Halloween, la Noche de las Brujas. El día en que los No Ascendidos pegan la patada a sus lápidas e instauran su Reino, con la ayuda inestimable de las Hordas del Inframundo. Nos referimos, por supuesto, a: 1) niños a sueldo de caramelos, 2) cabezas de calabaza en llamas, y 3) babosos de mierda opinando sobre tu disfraz de Harley Quinn.

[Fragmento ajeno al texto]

//! The base of every endpoint-specific client.
//!
//! [`ResourceClient`] is the only path from a resource method to the
//! network. Every call runs the same pipeline:
//!
//! ```text
//! HttpRequest -> HttpClient::execute -> classify -> normalize -> bind | Job
//! ```
//!
//! Resource clients build a descriptor with [`ResourceClient::get`] or
//! [`ResourceClient::post`], then hand it to one of the typed conveniences:
//!
//! - [`fetch`](ResourceClient::fetch): one typed record
//! - [`fetch_all`](ResourceClient::fetch_all): an ordered list of typed records
//! - [`submit`](ResourceClient::submit): a pollable [`Job`]
//! - [`download`](ResourceClient::download): raw bytes
//!
//! # Example
//!
//! ```rust,ignore
//! use atomic_api::rest::ResourceClient;
//! use serde_json::Value;
//!
//! let sites: Vec<Value> = client
//!     .fetch_all(client.get("/get-sites/agency").query_param("limit", 10))
//!     .await?;
//! ```

use std::sync::Arc;

use serde::de::DeserializeOwned;

use crate::clients::{
    classify, normalize, ApiError, HttpClient, HttpMethod, HttpRequest, HttpRequestBuilder,
    JobPolling, NormalizedPayload, Outcome, ResponseKind,
};
use crate::rest::{bind, bind_all, Job, SiteRef};

/// The typed result of [`ResourceClient::call`].
#[derive(Debug)]
pub enum Payload<T> {
    /// A single record.
    Record(T),
    /// An ordered list of records.
    Records(Vec<T>),
    /// A job handle.
    Job(Job),
}

/// Shared base for endpoint-specific clients.
///
/// Cloning is cheap: every clone shares one [`HttpClient`] and therefore one
/// set of credentials.
#[derive(Clone, Debug)]
pub struct ResourceClient {
    http: Arc<HttpClient>,
}

// Verify ResourceClient is Send + Sync at compile time
const _: fn() = || {
    const fn assert_send_sync<T: Send + Sync>() {}
    assert_send_sync::<ResourceClient>();
};

impl ResourceClient {
    /// Creates a resource client over a shared transport.
    #[must_use]
    pub const fn new(http: Arc<HttpClient>) -> Self {
        Self { http }
    }

    /// Returns the shared transport.
    #[must_use]
    pub const fn http(&self) -> &Arc<HttpClient> {
        &self.http
    }

    /// Returns the client identifier used in resource paths.
    #[must_use]
    pub fn client_id(&self) -> &str {
        self.http.client_id().as_ref()
    }

    /// Returns the service segment for a site-scoped path.
    #[must_use]
    pub fn service<'a>(&'a self, site: &SiteRef) -> &'a str {
        site.service(self.client_id())
    }

    /// Starts a GET request descriptor.
    #[must_use]
    pub fn get(&self, path: impl Into<String>) -> HttpRequestBuilder {
        HttpRequest::builder(HttpMethod::Get, path)
    }

    /// Starts a POST request descriptor.
    #[must_use]
    pub fn post(&self, path: impl Into<String>) -> HttpRequestBuilder {
        HttpRequest::builder(HttpMethod::Post, path)
    }

    /// Executes a request and returns the normalized payload.
    ///
    /// # Errors
    ///
    /// Returns the transport, classification or normalization error.
    pub async fn send(&self, request: &HttpRequest) -> Result<NormalizedPayload, ApiError> {
        let response = self.http.execute(request).await?;
        match classify(&response) {
            Outcome::Proceed(body) => normalize(body, &request.expected),
            Outcome::Fail(error) => Err(error),
        }
    }

    /// Executes a request and binds the result to the declared kind.
    ///
    /// # Errors
    ///
    /// Returns any pipeline error, including [`ApiError::SchemaValidation`]
    /// when a record does not match `T`.
    pub async fn call<T: DeserializeOwned>(
        &self,
        request: &HttpRequest,
    ) -> Result<Payload<T>, ApiError> {
        Ok(match self.send(request).await? {
            NormalizedPayload::Value(value) => Payload::Record(bind(value)?),
            NormalizedPayload::Collection(values) => Payload::Records(bind_all(values)?),
            NormalizedPayload::Job(descriptor) => {
                Payload::Job(Job::from_descriptor(self.clone(), descriptor))
            }
        })
    }

    /// Fetches a single typed record.
    ///
    /// # Errors
    ///
    /// Returns any pipeline error.
    pub async fn fetch<T: DeserializeOwned>(
        &self,
        request: HttpRequestBuilder,
    ) -> Result<T, ApiError> {
        let request = request.expect(ResponseKind::Value).build()?;
        match self.send(&request).await? {
            NormalizedPayload::Value(value) => bind(value),
            _ => Err(ApiError::schema::<T>("expected a single value")),
        }
    }

    /// Fetches an ordered list of typed records.
    ///
    /// # Errors
    ///
    /// Returns any pipeline error, including [`ApiError::SchemaValidation`]
    /// when the payload is not a sequence.
    pub async fn fetch_all<T: DeserializeOwned>(
        &self,
        request: HttpRequestBuilder,
    ) -> Result<Vec<T>, ApiError> {
        let request = request.expect(ResponseKind::Collection).build()?;
        match self.send(&request).await? {
            NormalizedPayload::Collection(values) => bind_all(values),
            _ => Err(ApiError::schema::<Vec<T>>("expected a sequence")),
        }
    }

    /// Submits a request that starts a job polled on the default
    /// job-status route.
    ///
    /// # Errors
    ///
    /// Returns any pipeline error, including [`ApiError::SchemaValidation`]
    /// when the response carries no job identifier.
    pub async fn submit(&self, request: HttpRequestBuilder) -> Result<Job, ApiError> {
        self.submit_with(request, JobPolling::Pollable(crate::clients::PollRoute::job_status()))
            .await
    }

    /// Submits a request that starts a job with explicit polling behaviour.
    ///
    /// # Errors
    ///
    /// Returns any pipeline error.
    pub async fn submit_with(
        &self,
        request: HttpRequestBuilder,
        polling: JobPolling,
    ) -> Result<Job, ApiError> {
        let request = request.expect(ResponseKind::Job(polling)).build()?;
        match self.send(&request).await? {
            NormalizedPayload::Job(descriptor) => {
                Ok(Job::from_descriptor(self.clone(), descriptor))
            }
            _ => Err(ApiError::schema::<Job>("expected a job descriptor")),
        }
    }

    /// Downloads a raw body using the download timeout.
    ///
    /// Failures are classified like any other response; a successful body is
    /// returned unparsed.
    ///
    /// # Errors
    ///
    /// Returns the transport or classification error.
    pub async fn download(&self, request: HttpRequestBuilder) -> Result<Vec<u8>, ApiError> {
        let request = request.timeout(self.http.download_timeout()).build()?;
        let response = self.http.execute(&request).await?;
        match classify(&response) {
            Outcome::Proceed(_) => Ok(response.body),
            Outcome::Fail(error) => Err(error),
        }
    }
}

También es el día en que los redactores de INSERTOS desempolvamos nuestras túnicas, rodeamos un distintivo pentagonal con una pira en medio y, como boy scouts –al fin y al cabo, ya dijo Lars von Trier que “la Naturaleza es el Templo de Satán”–, contamos historias sobre nuestras películas de terror favoritas. Consumada la tradicional misa negra, invocado al Carnero y succionado Su Ano, procedemos a dar fiel relato de todo lo que se contó a continuación. Para facilitar la lectura, hemos eliminado de la transcripción aquellas partes en las que el ponente se detenía a sorber Cáliz-motxo (nuestra bebida patentada, mezcla de sangre de virgen y Coca-Cola). Lo que resta es un compendio de todo aquello que puebla nuestras pesadillas, terrores infantiles y terrores adultos, con muertos vivientes, posesiones, bestias y atrocidades más allá de los límites de la comprensión humana. Bienvenidos a la Ceremonia del Miedo.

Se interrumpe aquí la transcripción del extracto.